I don't see any reason why these short legs of the Z-shape need to be exactly perpendicular to the long axis of travel. So I did what was convenient.

In the case of the oil groove in the gib, since the long stroke of the Z-shape was along the X axis of the mill, the convenient thing was to cut the short legs perpendicular to that X direction, along the direction of the Y axis of the mill. This means that the short legs of the Z-shape are perpendicular to the long stroke of the Z-shape rather than to the long axis of the gib.
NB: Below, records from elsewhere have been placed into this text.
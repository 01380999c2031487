//! Assembly errors.
//!
//! Looking past the end of a column is not an error: an exhausted reader
//! reports repetition level 0, which closes the record. Everything here is
//! either a configuration problem detected before the first cell is read, or
//! a structural inconsistency in the cells that would corrupt the tree if
//! ignored.

use dremel_schema::{FieldPath, SchemaError};

/// Why the tree could not be navigated or written.
#[derive(Debug, Clone, PartialEq)]
pub enum Inconsistency {
    /// The computed common ancestor is not a prefix of the path it must
    /// ascend from or descend to.
    NotAnAncestor {
        ancestor: FieldPath,
        path: FieldPath,
    },
    /// Ascending would leave the tree.
    AboveRoot,
    /// A required or optional leaf received a second value.
    ScalarOverwrite { name: String },
    /// The automaton asked for a cell on a column that has none left.
    ColumnExhausted,
    /// A record starts on a cell whose repetition level is not 0.
    RecordBoundary { level: u8 },
    /// A cell repeats at a level deeper than its field has repeated segments.
    RepetitionLevel { level: u8, max: u8 },
    /// Cells remain after the last record.
    TrailingCells { remaining: usize },
}

impl std::fmt::Display for Inconsistency {
    fn fmt(&self, f: &mut std::fmt::Formatter<'_>) -> std::fmt::Result {
        match self {
            Inconsistency::NotAnAncestor { ancestor, path } => {
                write!(f, "{} is not an ancestor of {}", ancestor, path)
            }
            Inconsistency::AboveRoot => write!(f, "ascended past the root"),
            Inconsistency::ScalarOverwrite { name } => {
                write!(f, "value of {} written twice", name)
            }
            Inconsistency::ColumnExhausted => write!(f, "column is exhausted"),
            Inconsistency::RecordBoundary { level } => write!(
                f,
                "record starts at repetition level {} instead of 0",
                level
            ),
            Inconsistency::RepetitionLevel { level, max } => write!(
                f,
                "repetition level {} exceeds the field's maximum of {}",
                level, max
            ),
            Inconsistency::TrailingCells { remaining } => {
                write!(f, "{} cells left after the last record", remaining)
            }
        }
    }
}

/// Error during record assembly.
#[derive(Debug, Clone, PartialEq)]
pub enum AssemblyError {
    /// The transition table does not fit the field list.
    Schema(SchemaError),
    /// No leaf fields were given.
    NoFields,
    /// A schema field has no column in the store.
    MissingColumn { field: FieldPath },
    /// The store holds a column for a path that is not a schema field.
    UnknownColumn { path: FieldPath },
    /// A reader found no transition for the level of its next cell.
    MissingTransition {
        field: FieldPath,
        level: u8,
        position: usize,
    },
    /// The cells do not describe a well-formed record.
    Inconsistent {
        field: FieldPath,
        position: usize,
        kind: Inconsistency,
    },
}

impl AssemblyError {
    /// Whether this error comes from setup rather than from the cells.
    pub fn is_configuration(&self) -> bool {
        !matches!(self, AssemblyError::Inconsistent { .. })
    }
}

impl std::fmt::Display for AssemblyError {
    fn fmt(&self, f: &mut std::fmt::Formatter<'_>) -> std::fmt::Result {
        match self {
            AssemblyError::Schema(e) => write!(f, "invalid transition table: {}", e),
            AssemblyError::NoFields => write!(f, "no fields to assemble"),
            AssemblyError::MissingColumn { field } => write!(f, "no column for field {}", field),
            AssemblyError::UnknownColumn { path } => {
                write!(f, "column {} does not belong to any field", path)
            }
            AssemblyError::MissingTransition {
                field,
                level,
                position,
            } => write!(
                f,
                "no transition for field {} at repetition level {} (cell {})",
                field, level, position
            ),
            AssemblyError::Inconsistent {
                field,
                position,
                kind,
            } => write!(f, "field {} at cell {}: {}", field, position, kind),
        }
    }
}

impl std::error::Error for AssemblyError {
    fn source(&self) -> Option<&(dyn std::error::Error + 'static)> {
        match self {
            AssemblyError::Schema(e) => Some(e),
            _ => None,
        }
    }
}

impl From<SchemaError> for AssemblyError {
    fn from(e: SchemaError) -> Self {
        AssemblyError::Schema(e)
    }
}
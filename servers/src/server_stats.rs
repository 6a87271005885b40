use anyhow::Result;
use std::sync::Arc;
use tokio::signal;

use lib_statsync::configs::defaults_catalog::DefaultsCatalog;
use lib_statsync::sources::{PostgrestSnapshot, RealtimeConfig, RealtimeFeed};
use lib_statsync::{LifecycleOptions, MetricStore, SubscriptionLifecycle};

mod stats_logic;
use stats_logic::{api, config, logger, upstream};

#[tokio::main]
async fn main() -> Result<()> {
    // Explicitly install the default crypto provider for rustls
    let _ = rustls::crypto::ring::default_provider().install_default();

    let settings = config::load_config()?;
    let log_path = logger::setup_logging(&settings.log_dir, &settings.log_level, "server_stats")?;
    log::info!("Logging to {}", log_path.display());

    let catalog = match &settings.defaults_path {
        Some(path) => DefaultsCatalog::load(path)?,
        None => DefaultsCatalog::builtin(),
    };
    log::debug!("{}", catalog);

    let store = Arc::new(MetricStore::new());
    let source = PostgrestSnapshot::new(&settings.backend_url, &settings.anon_key, &settings.table, settings.columns.clone())?;
    let feed = RealtimeFeed::new(RealtimeConfig {
        base_url: settings.backend_url.clone(),
        api_key: settings.anon_key.clone(),
        schema: settings.schema.clone(),
        table: settings.table.clone(),
        columns: settings.columns.clone(),
        ..RealtimeConfig::default()
    });
    let lifecycle = Arc::new(SubscriptionLifecycle::new(
        Arc::clone(&store),
        Arc::new(source),
        Arc::new(feed),
        LifecycleOptions {
            policy: settings.resync_policy,
            refetch_on_resync: settings.refetch_on_resync,
        },
    ));

    let (shutdown_tx, _) = tokio::sync::broadcast::channel(1);

    // Until the first attach succeeds the API serves defaults.
    let upstream_handle = tokio::spawn(upstream::run(
        Arc::clone(&lifecycle),
        settings.topic.clone(),
        settings.reconnect_delay,
        shutdown_tx.subscribe(),
    ));

    let state = Arc::new(api::ApiState {
        resolver: lifecycle.resolver(),
        catalog,
    });
    let api_handle = tokio::spawn(api::run(settings.port, state, shutdown_tx.subscribe()));

    // Wait for shutdown signal
    tokio::select! {
        _ = signal::ctrl_c() => {
            log::info!("Ctrl-C received, initiating shutdown.");
        }
        _ = async {
            #[cfg(unix)]
            {
                match signal::unix::signal(signal::unix::SignalKind::terminate()) {
                    Ok(mut term_signal) => {
                        term_signal.recv().await;
                        log::info!("SIGTERM received, initiating shutdown.");
                    }
                    Err(e) => {
                        log::warn!("SIGTERM handler unavailable: {}", e);
                        std::future::pending::<()>().await;
                    }
                }
            }
            #[cfg(not(unix))]
            {
                std::future::pending::<()>().await;
            }
        } => {}
    }

    let _ = shutdown_tx.send(());
    match api_handle.await {
        Ok(Err(e)) => log::error!("Stats API failed: {}", e),
        Err(e) => log::error!("Stats API task panicked: {}", e),
        Ok(Ok(())) => {}
    }
    if let Err(e) = upstream_handle.await {
        log::error!("Upstream task panicked: {}", e);
    }

    lifecycle.detach_all();
    log::info!("Shutdown complete.");
    Ok(())
}
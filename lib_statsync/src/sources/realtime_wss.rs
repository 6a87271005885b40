//! # Realtime WSS Feed
//!
//! Row-level change notifications over the backend's Phoenix-channel
//! websocket. One `open` equals one socket joined to one channel; the socket
//! is left (and closed) when the cancellation token fires or the receiver is
//! dropped. There is no reconnect: a lost socket simply ends the stream.

use futures_util::{SinkExt, StreamExt};
use serde_json::{json, Map, Value};
use std::time::Duration;
use tokio::sync::mpsc;
use tokio_tungstenite::{connect_async, tungstenite::protocol::Message};
use tokio_util::sync::CancellationToken;
use url::Url;

use crate::core::collaborator::ChangeFeed;
use crate::core::error::SyncError;
use crate::core::model::RawChangeEvent;
use crate::sources::postgrest::ColumnMap;

/// Configuration for the realtime websocket.
#[derive(Debug, Clone)]
pub struct RealtimeConfig {
    /// Project base URL (`https://<ref>.supabase.co`).
    pub base_url: String,
    /// Anonymous API key.
    pub api_key: String,
    /// Watched schema.
    pub schema: String,
    /// Watched table.
    pub table: String,
    /// Remote column names.
    pub columns: ColumnMap,
    /// Interval between `phoenix` heartbeats; clamped to `MIN_HEARTBEAT`.
    pub heartbeat_interval: Duration,
    /// Buffered events per open channel.
    pub channel_capacity: usize,
}

impl Default for RealtimeConfig {
    fn default() -> Self {
        Self {
            base_url: String::new(),
            api_key: String::new(),
            schema: "public".to_string(),
            table: "demo_stats".to_string(),
            columns: ColumnMap::default(),
            heartbeat_interval: Duration::from_secs(25),
            channel_capacity: 256,
        }
    }
}

impl RealtimeConfig {
    /// Shortest heartbeat interval ever used.
    pub const MIN_HEARTBEAT: Duration = Duration::from_secs(1);

    /// The heartbeat interval actually used.
    pub fn effective_heartbeat(&self) -> Duration {
        self.heartbeat_interval.max(Self::MIN_HEARTBEAT)
    }

    /// The websocket endpoint derived from `base_url`.
    pub fn websocket_url(&self) -> Result<Url, SyncError> {
        let mut url = Url::parse(&self.base_url).map_err(|e| SyncError::Config(format!("invalid realtime url '{}': {}", self.base_url, e)))?;

        let scheme = match url.scheme() {
            "https" | "wss" => "wss",
            "http" | "ws" => "ws",
            other => return Err(SyncError::Config(format!("unsupported realtime scheme '{}'", other))),
        };
        url.set_scheme(scheme)
            .map_err(|_| SyncError::Config(format!("cannot switch '{}' to {}", self.base_url, scheme)))?;
        url.set_path("/realtime/v1/websocket");
        url.query_pairs_mut()
            .clear()
            .append_pair("apikey", &self.api_key)
            .append_pair("vsn", "1.0.0");
        Ok(url)
    }

    fn join_message(&self, topic: &str) -> Value {
        json!({
            "topic": channel_topic(topic),
            "event": "phx_join",
            "payload": {
                "config": {
                    "broadcast": { "self": false },
                    "presence": { "key": "" },
                    "postgres_changes": [
                        { "event": "*", "schema": self.schema, "table": self.table }
                    ]
                },
                "access_token": self.api_key
            },
            "ref": "1",
            "join_ref": "1"
        })
    }
}

fn channel_topic(topic: &str) -> String {
    format!("realtime:{}", topic)
}

/// Converts one `postgres_changes` payload into a raw event.
///
/// Returns `None` for frames that are not row changes.
pub fn translate(payload: &Value, columns: &ColumnMap) -> Option<RawChangeEvent> {
    let data = payload.get("data")?;
    let event_type = data.get("type")?.as_str()?.to_lowercase();

    let image = |key: &str| -> Option<Map<String, Value>> {
        data.get(key)
            .and_then(Value::as_object)
            .filter(|record| !record.is_empty())
            .map(|record| columns.to_canonical(record))
    };

    Some(RawChangeEvent {
        event_type,
        new: image("record"),
        old: image("old_record"),
    })
}

/// # Realtime Feed
///
/// `ChangeFeed` over the hosted realtime service.
pub struct RealtimeFeed {
    config: RealtimeConfig,
}

impl RealtimeFeed {
    /// Creates a feed; nothing connects until `open`.
    pub fn new(config: RealtimeConfig) -> Self {
        Self { config }
    }

    /// The active configuration.
    pub fn config(&self) -> &RealtimeConfig {
        &self.config
    }
}

impl ChangeFeed for RealtimeFeed {
    async fn open(&self, topic: &str, token: CancellationToken) -> Result<mpsc::Receiver<RawChangeEvent>, SyncError> {
        let url = self.config.websocket_url()?;
        log::info!("Connecting realtime feed '{}' to {}://{}", topic, url.scheme(), url.host_str().unwrap_or_default());

        let (ws_stream, _) = connect_async(url.as_str())
            .await
            .map_err(|e| SyncError::Feed(format!("connect failed: {}", e)))?;
        let (mut write, mut read) = ws_stream.split();

        let join = self.config.join_message(topic).to_string();
        write
            .send(Message::Text(join.into()))
            .await
            .map_err(|e| SyncError::Feed(format!("join failed: {}", e)))?;

        let (tx, rx) = mpsc::channel(self.config.channel_capacity.max(1));
        let columns = self.config.columns.clone();
        let heartbeat_every = self.config.effective_heartbeat();
        let channel = channel_topic(topic);

        tokio::spawn(async move {
            let mut heartbeat = tokio::time::interval(heartbeat_every);
            heartbeat.tick().await;
            let mut next_ref: u64 = 2;

            loop {
                tokio::select! {
                    _ = token.cancelled() => {
                        log::info!("Realtime feed '{}' cancelled, leaving channel.", channel);
                        break;
                    }
                    _ = tx.closed() => {
                        log::info!("Realtime feed '{}' receiver dropped, leaving channel.", channel);
                        break;
                    }
                    _ = heartbeat.tick() => {
                        let beat = json!({"topic": "phoenix", "event": "heartbeat", "payload": {}, "ref": next_ref.to_string()});
                        next_ref += 1;
                        if let Err(e) = write.send(Message::Text(beat.to_string().into())).await {
                            log::error!("Realtime heartbeat failed: {}", e);
                            return;
                        }
                    }
                    msg = read.next() => {
                        match msg {
                            Some(Ok(Message::Text(text))) => {
                                let Ok(frame) = serde_json::from_str::<Value>(&text) else {
                                    log::warn!("Unparseable realtime frame: {}", text);
                                    continue;
                                };
                                match frame.get("event").and_then(Value::as_str) {
                                    Some("postgres_changes") => {
                                        let Some(event) = frame.get("payload").and_then(|p| translate(p, &columns)) else {
                                            log::debug!("Ignoring non-row postgres_changes frame.");
                                            continue;
                                        };
                                        log::trace!("Realtime event on '{}': {:?}", channel, event);
                                        if tx.send(event).await.is_err() {
                                            break;
                                        }
                                    }
                                    Some("phx_reply") => {
                                        let status = frame.pointer("/payload/status").and_then(Value::as_str).unwrap_or("unknown");
                                        if status == "ok" {
                                            log::debug!("Realtime reply ok on '{}'.", channel);
                                        } else {
                                            log::warn!("Realtime reply '{}' on '{}': {}", status, channel, frame["payload"]);
                                        }
                                    }
                                    Some("phx_error") | Some("phx_close") => {
                                        log::warn!("Realtime channel '{}' closed by server.", channel);
                                        return;
                                    }
                                    _ => log::trace!("Realtime frame: {}", text),
                                }
                            }
                            Some(Ok(Message::Close(_))) | None => {
                                log::warn!("Realtime socket for '{}' closed by remote host.", channel);
                                return;
                            }
                            Some(Ok(_)) => {}
                            Some(Err(e)) => {
                                log::error!("Realtime read error on '{}': {}", channel, e);
                                return;
                            }
                        }
                    }
                }
            }

            let leave = json!({"topic": channel, "event": "phx_leave", "payload": {}, "ref": next_ref.to_string()});
            let _ = write.send(Message::Text(leave.to_string().into())).await;
            let _ = write.close().await;
        });

        Ok(rx)
    }
}

#[cfg(test)]
mod tests {
    use super::*;
    use crate::core::model::{FIELD_ENTITY_ID, FIELD_METRIC_VALUE};
    use crate::core::normalizer::normalize;
    use crate::core::model::ChangeDelta;

    fn config(base_url: &str) -> RealtimeConfig {
        RealtimeConfig {
            base_url: base_url.to_string(),
            api_key: "anon-key".to_string(),
            ..RealtimeConfig::default()
        }
    }

    #[test]
    fn test_websocket_url_from_https_project() {
        let url = config("https://abc.supabase.co").websocket_url().unwrap();
        assert_eq!(url.as_str(), "wss://abc.supabase.co/realtime/v1/websocket?apikey=anon-key&vsn=1.0.0");
    }

    #[test]
    fn test_websocket_url_from_local_http() {
        let url = config("http://127.0.0.1:54321/").websocket_url().unwrap();
        assert_eq!(url.scheme(), "ws");
        assert_eq!(url.port(), Some(54321));
    }

    #[test]
    fn test_websocket_url_rejects_other_schemes() {
        assert!(matches!(config("ftp://abc").websocket_url(), Err(SyncError::Config(_))));
        assert!(matches!(config("").websocket_url(), Err(SyncError::Config(_))));
    }

    #[test]
    fn test_heartbeat_is_clamped() {
        let zero = RealtimeConfig {
            heartbeat_interval: Duration::ZERO,
            ..config("https://abc.supabase.co")
        };
        assert_eq!(zero.effective_heartbeat(), RealtimeConfig::MIN_HEARTBEAT);
        assert_eq!(config("https://abc.supabase.co").effective_heartbeat(), Duration::from_secs(25));
    }

    #[test]
    fn test_join_message_watches_table() {
        let join = config("https://abc.supabase.co").join_message("demo-stats");
        assert_eq!(join["topic"], "realtime:demo-stats");
        assert_eq!(join["event"], "phx_join");
        assert_eq!(join["payload"]["config"]["postgres_changes"][0]["table"], "demo_stats");
        assert_eq!(join["payload"]["config"]["postgres_changes"][0]["event"], "*");
    }

    #[test]
    fn test_translate_update() {
        let payload = json!({
            "data": {
                "type": "UPDATE",
                "schema": "public",
                "table": "demo_stats",
                "record": {"id": 1, "demo_id": "analytics", "metric_name": "queries", "metric_value": "2M/day"},
                "old_record": {"id": 1}
            },
            "ids": [1]
        });
        let event = translate(&payload, &ColumnMap::default()).unwrap();
        assert_eq!(event.event_type, "update");
        assert_eq!(event.new.as_ref().unwrap()[FIELD_ENTITY_ID], "analytics");
        assert_eq!(event.new.as_ref().unwrap()[FIELD_METRIC_VALUE], "2M/day");
        assert_eq!(normalize(&event), ChangeDelta::upsert("analytics", "queries", "2M/day"));
    }

    #[test]
    fn test_translate_key_only_delete_becomes_resync() {
        let payload = json!({"data": {"type": "DELETE", "record": {}, "old_record": {"id": 1}}});
        let event = translate(&payload, &ColumnMap::default()).unwrap();
        assert!(event.new.is_none());
        assert_eq!(normalize(&event), ChangeDelta::Resync);
    }

    #[test]
    fn test_translate_ignores_non_row_payloads() {
        assert!(translate(&json!({"status": "ok"}), &ColumnMap::default()).is_none());
    }
}
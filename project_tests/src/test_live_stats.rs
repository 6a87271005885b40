//! # Live Stats Test
//!
//! Attaches to the demo metrics feed, prints the resolved metrics of every
//! known entity, then keeps printing them as live changes arrive.
//! With `--dry-run` the backend is replaced by in-memory collaborators.

use clap::Parser;
use lib_statsync::configs::defaults_catalog::DefaultsCatalog;
use lib_statsync::sources::{ColumnMap, MemoryFeed, MemorySnapshot, PostgrestSnapshot, RealtimeConfig, RealtimeFeed};
use lib_statsync::{
    ChangeFeed, FeedState, LifecycleOptions, MetricRow, MetricStore, RawChangeEvent, SnapshotSource,
    SubscriptionLifecycle,
};
use std::sync::Arc;
use std::time::Duration;

#[derive(Parser, Debug)]
#[clap(about = "Live demo metrics runner")]
struct Args {
    #[clap(long, env = "STATS_BACKEND_URL")]
    backend_url: Option<String>,

    #[clap(long, env = "STATS_ANON_KEY")]
    anon_key: Option<String>,

    #[clap(long, default_value = "demo_stats")]
    table: String,

    #[clap(long, default_value = "demo-stats")]
    topic: String,

    #[clap(long, default_value_t = 30, help = "Seconds to keep watching for changes.")]
    seconds: u64,

    #[clap(long, help = "Use in-memory collaborators instead of the backend.")]
    dry_run: bool,
}

fn init_logging() -> anyhow::Result<()> {
    fern::Dispatch::new()
        .format(|out, message, record| out.finish(format_args!("[{}][{}] {}", record.target(), record.level(), message)))
        .level(log::LevelFilter::Info)
        .chain(std::io::stdout())
        .apply()?;
    Ok(())
}

fn print_stats(store: &Arc<MetricStore>, catalog: &DefaultsCatalog) -> anyhow::Result<()> {
    let resolver = lib_statsync::MetricResolver::new(Arc::clone(store));
    let resolved: Vec<_> = catalog
        .entities()
        .filter_map(|entity| {
            catalog
                .get(entity)
                .map(|defaults| serde_json::json!({"entity": entity, "resolved": resolver.resolve_tagged(entity, defaults)}))
        })
        .collect();
    println!("-----------------------------------------------");
    println!("{}", serde_json::to_string_pretty(&resolved)?);
    println!("-----------------------------------------------");
    Ok(())
}

async fn watch<S: SnapshotSource, F: ChangeFeed>(
    lifecycle: &SubscriptionLifecycle<S, F>,
    topic: &str,
    seconds: u64,
    catalog: &DefaultsCatalog,
) -> anyhow::Result<()> {
    println!("[*] Attaching '{}'...", topic);
    let mut handle = lifecycle.attach(topic).await?;

    if handle.ready().await != FeedState::Attached {
        anyhow::bail!("feed detached before the snapshot phase ended");
    }
    while let Some(warning) = handle.try_warning() {
        eprintln!("[WARN] {}", warning);
    }

    println!("\n[SUCCESS] Initial state:");
    print_stats(lifecycle.store(), catalog)?;

    let mut last = lifecycle.store().snapshot();
    let deadline = tokio::time::Instant::now() + Duration::from_secs(seconds);
    while tokio::time::Instant::now() < deadline {
        tokio::time::sleep(Duration::from_millis(500)).await;
        let current = lifecycle.store().snapshot();
        if current != last {
            println!("\n[INFO] Change observed:");
            print_stats(lifecycle.store(), catalog)?;
            last = current;
        }
    }

    lifecycle.detach(&handle);
    println!("[*] Detached '{}'.", topic);
    Ok(())
}

#[tokio::main]
async fn main() -> anyhow::Result<()> {
    let _ = rustls::crypto::ring::default_provider().install_default();
    init_logging()?;

    let args = Args::parse();
    let catalog = DefaultsCatalog::builtin();
    let store = Arc::new(MetricStore::new());

    if args.dry_run {
        let source = Arc::new(MemorySnapshot::new(vec![MetricRow::new("analytics", "queries", "1.2M/day")]));
        let feed = Arc::new(MemoryFeed::new(16));
        let lifecycle = SubscriptionLifecycle::new(Arc::clone(&store), source, Arc::clone(&feed), LifecycleOptions::default());

        let topic = args.topic.clone();
        let publisher = Arc::clone(&feed);
        tokio::spawn(async move {
            tokio::time::sleep(Duration::from_secs(1)).await;
            publisher.publish(&topic, RawChangeEvent::insert("segmentation", "segments", "14")).await;
            tokio::time::sleep(Duration::from_secs(1)).await;
            publisher.publish(&topic, RawChangeEvent::update("analytics", "queries", "2M/day")).await;
        });

        return watch(&lifecycle, &args.topic, args.seconds.min(5), &catalog).await;
    }

    let (Some(backend_url), Some(anon_key)) = (args.backend_url, args.anon_key) else {
        eprintln!("\n[ERROR] --backend-url and --anon-key (or STATS_BACKEND_URL / STATS_ANON_KEY) are required.");
        std::process::exit(1);
    };

    let source = PostgrestSnapshot::new(&backend_url, &anon_key, &args.table, ColumnMap::default())?;
    let feed = RealtimeFeed::new(RealtimeConfig {
        base_url: backend_url,
        api_key: anon_key,
        table: args.table.clone(),
        ..RealtimeConfig::default()
    });
    let lifecycle = SubscriptionLifecycle::new(Arc::clone(&store), Arc::new(source), Arc::new(feed), LifecycleOptions::default());

    if let Err(e) = watch(&lifecycle, &args.topic, args.seconds, &catalog).await {
        eprintln!("\n[ERROR] Live stats run failed:");
        eprintln!(">>> {}", e);
        std::process::exit(1);
    }
    Ok(())
}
In the case of the groove in the internal dovetail, the convenient thing for the short legs was to leave X fixed and only interpolate Y and Z. In principle I could have interpolated all three axis or rotated the vice and reclamped, but that would have taken more time and introduced more possibility for errors. The same is true for the gib: after cutting the long path of the Z I could have rotated the clamping table. But that's more work for no return, as far as I can tell.

Bruce:
I like the work and your execution of same. Nice approach. Love the vise!
I am a bit confused! Is the oil groove in the slide side your idea, or is this something that the factory did?
The reason i ask is that most adjustable tapered gibs work in a relatively narrow position......and most machines i have seen only need to have a small pocket to communicate to and feed the gib proper...
Looking at the photos seems that there only two holes in the gib.....just curious why you thought you needed the long groove.

Cheers Ross

Hi Ross,

AlfaGTA said:

I like the work and your execution of same. Nice approach. Love the vise!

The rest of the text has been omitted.